There have been several reports of infants being injured or killed after being placed in front-facing cars seats. Parents are encouraged to follow their car seat manufacturer's instructions on how to correctly install their product. If you have any questions about how to install a car seat properly, contact a certified car seat technician or visit your local auto parts store for help.
For this statistically average size of child, most harnessed car seats would be outgrown by height long before weight.
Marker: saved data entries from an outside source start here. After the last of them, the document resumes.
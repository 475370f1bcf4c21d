use serde::{Deserialize, Serialize};
use std::fmt;

// ============================================================================
// Main Error Type
// ============================================================================

#[derive(Debug, Clone, Serialize, Deserialize)]
pub struct AppError {
    pub code: ErrorCode,
    pub message: String,
    #[serde(skip_serializing_if = "Option::is_none")]
    pub details: Option<serde_json::Value>,
}

impl AppError {
    pub fn new(code: ErrorCode, message: impl Into<String>) -> Self {
        Self {
            code,
            message: message.into(),
            details: None,
        }
    }

    pub fn with_details(mut self, details: serde_json::Value) -> Self {
        self.details = Some(details);
        self
    }

    // Convenience constructors
    pub fn not_found(resource: impl Into<String>) -> Self {
        Self::new(
            ErrorCode::NotFound,
            format!("{} not found", resource.into()),
        )
    }

    pub fn bad_request(message: impl Into<String>) -> Self {
        Self::new(ErrorCode::BadRequest, message)
    }

    pub fn internal(message: impl Into<String>) -> Self {
        Self::new(ErrorCode::Internal, message)
    }

    pub fn configuration(message: impl Into<String>) -> Self {
        Self::new(ErrorCode::ConfigurationError, message)
    }

    pub fn template_not_found(template: impl Into<String>) -> Self {
        Self::new(
            ErrorCode::ConfigurationError,
            format!("Prompt template not found: {}", template.into()),
        )
    }

    pub fn rate_limit(retry_after_secs: u64) -> Self {
        Self::new(
            ErrorCode::RateLimitExceeded,
            "Rate limit exceeded, try again later",
        )
        .with_details(serde_json::json!({ "retry_after_secs": retry_after_secs }))
    }

    pub fn is_rate_limited(&self) -> bool {
        self.code == ErrorCode::RateLimitExceeded
    }
}

impl fmt::Display for AppError {
    fn fmt(&self, f: &mut fmt::Formatter<'_>) -> fmt::Result {
        write!(f, "[{}] {}", self.code, self.message)
    }
}

impl std::error::Error for AppError {}

// ============================================================================
// Error Codes
// ============================================================================

#[derive(Debug, Clone, Copy, Serialize, Deserialize, PartialEq, Eq)]
pub enum ErrorCode {
    // Client errors (4xx)
    BadRequest,
    NotFound,
    RateLimitExceeded,

    // Server errors (5xx)
    Internal,
    ConfigurationError,
    ExternalServiceError,
    Timeout,

    // Domain specific
    CompletionError,
    OutputShapeMismatch,
}

impl ErrorCode {
    pub fn http_status(&self) -> u16 {
        match self {
            Self::BadRequest => 400,
            Self::NotFound => 404,
            Self::RateLimitExceeded => 429,
            Self::Internal => 500,
            Self::ConfigurationError => 500,
            Self::ExternalServiceError => 502,
            Self::Timeout => 504,
            Self::CompletionError => 502,
            Self::OutputShapeMismatch => 500,
        }
    }

    pub fn is_client_error(&self) -> bool {
        self.http_status() < 500
    }

    pub fn is_server_error(&self) -> bool {
        self.http_status() >= 500
    }
}

impl fmt::Display for ErrorCode {
    fn fmt(&self, f: &mut fmt::Formatter<'_>) -> fmt::Result {
        let s = match self {
            Self::BadRequest => "BAD_REQUEST",
            Self::NotFound => "NOT_FOUND",
            Self::RateLimitExceeded => "RATE_LIMIT_EXCEEDED",
            Self::Internal => "INTERNAL_ERROR",
            Self::ConfigurationError => "CONFIGURATION_ERROR",
            Self::ExternalServiceError => "EXTERNAL_SERVICE_ERROR",
            Self::Timeout => "TIMEOUT",
            Self::CompletionError => "COMPLETION_ERROR",
            Self::OutputShapeMismatch => "OUTPUT_SHAPE_MISMATCH",
        };
        write!(f, "{}", s)
    }
}

// ============================================================================
// Result Type Alias
// ============================================================================

pub type Result<T> = std::result::Result<T, AppError>;

// ============================================================================
// Error Response for HTTP
// ============================================================================

#[derive(Debug, Clone, Serialize, Deserialize)]
pub struct ErrorResponse {
    pub success: bool,
    pub error: AppError,
    pub timestamp: String,
}

impl ErrorResponse {
    pub fn new(error: AppError) -> Self {
        Self {
            success: false,
            error,
            timestamp: chrono::Utc::now().to_rfc3339(),
        }
    }
}

// ============================================================================
// Error Conversion Implementations
// ============================================================================

impl From<serde_json::Error> for AppError {
    fn from(err: serde_json::Error) -> Self {
        Self::bad_request(format!("JSON error: {}", err))
    }
}

impl From<std::io::Error> for AppError {
    fn from(err: std::io::Error) -> Self {
        if err.kind() == std::io::ErrorKind::NotFound {
            Self::not_found(format!("File ({})", err))
        } else {
            Self::internal(format!("IO error: {}", err))
        }
    }
}

// ============================================================================
// Backend-specific HTTP Response Conversion
// ============================================================================

impl axum::response::IntoResponse for AppError {
    fn into_response(self) -> axum::response::Response {
        use axum::http::StatusCode;
        use axum::Json;

        log_error(&self);

        let status = StatusCode::from_u16(self.code.http_status())
            .unwrap_or(StatusCode::INTERNAL_SERVER_ERROR);

        let response = ErrorResponse::new(self);

        (status, Json(response)).into_response()
    }
}

// ============================================================================
// Error Context Extension
// ============================================================================

pub trait ErrorContext<T> {
    fn context(self, context: impl Into<String>) -> Result<T>;
}

impl<T, E: Into<AppError>> ErrorContext<T> for std::result::Result<T, E> {
    fn context(self, context: impl Into<String>) -> Result<T> {
        self.map_err(|e| {
            let mut err = e.into();
            err.message = format!("{}: {}", context.into(), err.message);
            err
        })
    }
}

// ============================================================================
// Helpers
// ============================================================================

pub fn log_error(error: &AppError) {
    if error.code.is_server_error() {
        log::error!("{}", error);
    } else {
        log::warn!("{}", error);
    }
}

// ============================================================================
// Tests
// ============================================================================
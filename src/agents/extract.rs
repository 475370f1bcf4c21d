//! Best-effort parsing of free-form model replies.
//!
//! None of these are contracts: callers keep the raw text whenever extraction
//! comes back empty.

use std::sync::LazyLock;

use regex::Regex;

use crate::agents::agent::OutputShape;
use crate::error::{AppError, ErrorCode};
use crate::models::PromptSections;

pub const PREVIEW_CHARS: usize = 200;

const SECTION_NAMES: [&str; 3] = ["planning", "final_prompt", "considerations"];

static TAGGED_SECTIONS: LazyLock<Vec<(&'static str, Regex)>> = LazyLock::new(|| {
    SECTION_NAMES
        .iter()
        .filter_map(|name| {
            Regex::new(&format!(r"(?si)<{name}>\s*(.*?)\s*</{name}>"))
                .ok()
                .map(|re| (*name, re))
        })
        .collect()
});

static SECTION_HEADING: LazyLock<Regex> = LazyLock::new(|| {
    Regex::new(r"(?mi)^[ \t]*(?:#{1,6}[ \t]*)?(?:\*\*)?[ \t]*(final[ _]prompt|planning|considerations)[ \t]*(?:\*\*)?[ \t]*:?[ \t]*(?:\*\*)?[ \t]*$")
        .expect("section heading regex")
});

/// First `max` characters of `text`, cut on a char boundary.
pub fn truncate_chars(text: &str, max: usize) -> &str {
    match text.char_indices().nth(max) {
        Some((idx, _)) => &text[..idx],
        None => text,
    }
}

/// Preview line content for the orchestration results log.
///
/// Text at or under [`PREVIEW_CHARS`] is returned untouched; longer text is cut
/// to exactly that many characters and marked with `...`.
pub fn preview(text: &str) -> String {
    let cut = truncate_chars(text, PREVIEW_CHARS);
    if cut.len() < text.len() {
        format!("{}...", cut)
    } else {
        cut.to_string()
    }
}

/// Span from the first `{` to the last `}`, if any.
pub fn extract_json_object(text: &str) -> Option<&str> {
    let start = text.find('{')?;
    let end = text.rfind('}')?;
    (end > start).then(|| &text[start..=end])
}

/// Decodes a reply against `shape`.
///
/// `structured` replies were schema-enforced by the provider and are decoded
/// whole first; everything else goes through [`extract_json_object`].
pub fn decode_shape(shape: OutputShape, text: &str, structured: bool) -> Result<String, AppError> {
    if structured {
        if let Ok(decoded) = shape.decode(text.trim()) {
            return Ok(decoded);
        }
    }

    let json = extract_json_object(text).ok_or_else(|| {
        AppError::new(
            ErrorCode::OutputShapeMismatch,
            format!("no JSON object found for {}", shape),
        )
    })?;

    shape.decode(json).map_err(|e| {
        AppError::new(
            ErrorCode::OutputShapeMismatch,
            format!("could not decode {}: {}", shape, e),
        )
    })
}

/// Pulls `planning`, `final_prompt` and `considerations` out of a reply.
///
/// Tries a JSON object first, then `<name>...</name>` tags, then markdown
/// headings. Returns empty sections when none of these match.
pub fn extract_sections(text: &str) -> PromptSections {
    if let Some(sections) = sections_from_json(text) {
        return sections;
    }

    let tagged = sections_from_tags(text);
    if !tagged.is_empty() {
        return tagged;
    }

    sections_from_headings(text)
}

fn sections_from_json(text: &str) -> Option<PromptSections> {
    let json = extract_json_object(text)?;
    let value: serde_json::Value = serde_json::from_str(json).ok()?;
    let field = |name: &str| {
        value
            .get(name)
            .and_then(|v| v.as_str())
            .map(|s| s.trim().to_string())
            .filter(|s| !s.is_empty())
    };

    let sections = PromptSections {
        planning: field("planning"),
        final_prompt: field("final_prompt"),
        considerations: field("considerations"),
    };
    (!sections.is_empty()).then_some(sections)
}

fn sections_from_tags(text: &str) -> PromptSections {
    let mut sections = PromptSections::default();
    for (name, re) in TAGGED_SECTIONS.iter() {
        let found = re
            .captures(text)
            .and_then(|c| c.get(1))
            .map(|m| m.as_str().trim().to_string())
            .filter(|s| !s.is_empty());
        set_section(&mut sections, name, found);
    }
    sections
}

fn sections_from_headings(text: &str) -> PromptSections {
    let headings: Vec<(String, usize, usize)> = SECTION_HEADING
        .captures_iter(text)
        .filter_map(|c| {
            let whole = c.get(0)?;
            let name = c.get(1)?.as_str().to_lowercase().replace(' ', "_");
            Some((name, whole.start(), whole.end()))
        })
        .collect();

    let mut sections = PromptSections::default();
    for (i, (name, _, body_start)) in headings.iter().enumerate() {
        let body_end = headings.get(i + 1).map(|(_, start, _)| *start).unwrap_or(text.len());
        let body = text[*body_start..body_end].trim();
        if !body.is_empty() {
            set_section(&mut sections, name, Some(body.to_string()));
        }
    }
    sections
}

fn set_section(sections: &mut PromptSections, name: &str, value: Option<String>) {
    let slot = match name {
        "planning" => &mut sections.planning,
        "final_prompt" => &mut sections.final_prompt,
        "considerations" => &mut sections.considerations,
        _ => return,
    };
    if slot.is_none() {
        *slot = value;
    }
}
// Public module exports
pub mod agent;
pub mod analysis;
pub mod completion;
pub mod events;
pub mod extract;
pub mod formats;
pub mod pipeline;
pub mod runner;
#[cfg(test)]
pub mod testing;

// Re-export main types for convenience
pub use agent::{Agent, AgentTool, OutputShape, ToolRole};
pub use analysis::{AnalysisReport, PromptAnalysis};
pub use completion::{CompletionClient, CompletionClients, CompletionError, CompletionRequest, CompletionResponse, RigCompletionClient};
pub use events::PipelineEvent;
pub use pipeline::{CancellationToken, PromptPipelineService, RequestManager};
pub use runner::{AgentRunner, RunResult, StepOutput, StepPolicy};
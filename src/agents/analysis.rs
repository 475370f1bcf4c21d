//! Heuristic prompt quality scoring. Cheap, local and deterministic; no model
//! calls are made here.

use std::collections::HashSet;
use std::sync::LazyLock;

use aho_corasick::AhoCorasick;
use serde::{Deserialize, Serialize};

#[derive(Debug, Clone, Copy, PartialEq, Eq, Hash)]
enum Marker {
    Example,
    Instruction,
    Role,
    Capability,
    Constraint,
}

const MARKER_PHRASES: [(&str, Marker); 14] = [
    ("example", Marker::Example),
    ("instruction", Marker::Instruction),
    ("rule", Marker::Instruction),
    ("guideline", Marker::Instruction),
    ("you are", Marker::Role),
    ("act as", Marker::Role),
    ("role", Marker::Role),
    ("can", Marker::Capability),
    ("able to", Marker::Capability),
    ("capabilities", Marker::Capability),
    ("don't", Marker::Constraint),
    ("cannot", Marker::Constraint),
    ("avoid", Marker::Constraint),
    ("limitation", Marker::Constraint),
];

static MARKERS: LazyLock<AhoCorasick> = LazyLock::new(|| {
    AhoCorasick::builder()
        .ascii_case_insensitive(true)
        .build(MARKER_PHRASES.iter().map(|(phrase, _)| phrase))
        .expect("marker automaton")
});

fn markers(content: &str) -> HashSet<Marker> {
    MARKERS
        .find_overlapping_iter(content)
        .map(|m| MARKER_PHRASES[m.pattern().as_usize()].1)
        .collect()
}

#[derive(Debug, Clone, PartialEq, Serialize, Deserialize)]
pub struct PromptAnalysis {
    pub word_count: usize,
    pub character_count: usize,
    pub has_examples: bool,
    pub has_instructions: bool,
    pub clarity_score: f64,
    pub structure_score: f64,
    pub completeness_score: f64,
}

#[derive(Debug, Clone, Serialize, Deserialize)]
pub struct AnalysisReport {
    pub analysis: PromptAnalysis,
    pub recommendations: Vec<String>,
}

impl PromptAnalysis {
    pub fn of(content: &str) -> Self {
        let found = markers(content);
        let has_examples = found.contains(&Marker::Example);
        let has_instructions = found.contains(&Marker::Instruction);

        Self {
            word_count: content.split_whitespace().count(),
            character_count: content.chars().count(),
            has_examples,
            has_instructions,
            clarity_score: clarity_score(content),
            structure_score: structure_score(content, has_examples, has_instructions),
            completeness_score: completeness_score(&found),
        }
    }

    pub fn recommendations(&self) -> Vec<String> {
        let mut recommendations = Vec::new();

        if self.clarity_score < 0.7 {
            recommendations.push("Consider breaking long sentences into shorter, clearer statements");
        }
        if self.structure_score < 0.6 {
            recommendations.push("Add section headers and numbered lists for better organization");
        }
        if self.completeness_score < 0.6 {
            recommendations.push("Include role definition, capabilities, and examples for completeness");
        }
        if !self.has_examples {
            recommendations.push("Add concrete examples to illustrate expected behavior");
        }
        if self.word_count < 50 {
            recommendations.push("Consider expanding the prompt with more detailed instructions");
        } else if self.word_count > 500 {
            recommendations.push("Consider condensing the prompt for better focus");
        }

        recommendations.into_iter().map(String::from).collect()
    }

    pub fn report(self) -> AnalysisReport {
        AnalysisReport {
            recommendations: self.recommendations(),
            analysis: self,
        }
    }
}

/// Shorter sentences score higher, peaking around twenty words.
fn clarity_score(content: &str) -> f64 {
    let sentences: Vec<&str> = content.split('.').collect();
    let words: usize = sentences.iter().map(|s| s.split_whitespace().count()).sum();
    let avg = words as f64 / sentences.len().max(1) as f64;

    if avg <= 20.0 {
        (avg / 20.0).min(1.0)
    } else {
        (1.0 - (avg - 20.0) / 50.0).max(0.3)
    }
}

fn structure_score(content: &str, has_examples: bool, has_instructions: bool) -> f64 {
    let mut score = 0.0;
    if content.contains(['#', '*', '-']) {
        score += 0.3;
    }
    if (1..=5).any(|i| content.contains(&format!("{}.", i))) {
        score += 0.3;
    }
    if has_examples {
        score += 0.2;
    }
    if has_instructions {
        score += 0.2;
    }
    f64::min(score, 1.0)
}

fn completeness_score(found: &HashSet<Marker>) -> f64 {
    [Marker::Role, Marker::Capability, Marker::Constraint, Marker::Example]
        .iter()
        .filter(|m| found.contains(m))
        .count() as f64
        * 0.25
}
A child in the 95th percentile for weight would likely reach 60 pounds somewhere between ages 6 and 7. That same child would likely reach 80 lbs somewhere between 8 and 9 years old...assuming they grow at the same rate as the average child.
The America's Health Rankings Report gives estimates on how many people in the United States will die in different year groups, from 2000 to 2019. The report also gives estimates on what proportion of children live past each age group.
Infants and toddlers should be secured in a rear-facing car seat in the back seat until they reach the maximum weight and height restrictions of their car seat for the best potential protection. For weight and height limitations, see the car seat instructions and the labeling on the seat. If you are not sure whether your car seat meets these requirements, call the manufacturer's customer service number listed in the materials provided with the car seat.
In addition to meeting the requirements of his or her car seat, infants and young children need to be safely restrained by a child safety seat. The National Highway Traffic Safety Administration (NHTSA) has recommended that babies under 1 year old not ride in cars alone. If you are going to be driving more than 10 minutes away from home, it is also advisable to bring along a booster seat for older children. The NHTSA recommends that children use adult size safety seats until they turn 4 years old and are able to sit upright in an adult size seat without assistance.
Young children can be injured when riding in the back seat of a vehicle. Back injuries are the most common type of injury for children under 5 years old. To reduce the risk of back injuries, never place a child in the back seat if there is not enough room for him or her to lie down or sit up straight.
Between the ages of 2 and 4 1/2 months, most younger newborns can stand up with help and bear some weight on their legs. This is a normal and harmless developmental stage that will lead to their pulling up independently and will not result in bow-legs. Between the ages of 13 and 17 months, the majority of toddlers can walk backwards.
Around age 2, many children learn to run and this process can cause pain if they do not develop properly. In fact, around one in five children will experience running shoes when they are between the ages of 5 and 7. If you notice your child struggling with their footing while walking or running, be sure to get them checked by a physician first before offering them any advice. Children's bones are still developing into their final form, so it is important that they are allowed to explore their environment without being hurt by objects that might catch onto their skin where there is no muscle to protect them.
Running can also cause other problems such as ankle injuries and stress fractures. If your child complains of pain when walking or running, they may be at risk for developing these issues. It is important to seek medical attention if you observe your child experiencing pain when moving forward of backward. Doctors will be able to identify whether or not your child is suffering from leg-length inequality by taking measurements and conducting tests. They will also be able to prescribe exercises to strengthen their muscles as well as prevent further injury.
Children's bodies are different than those of adults.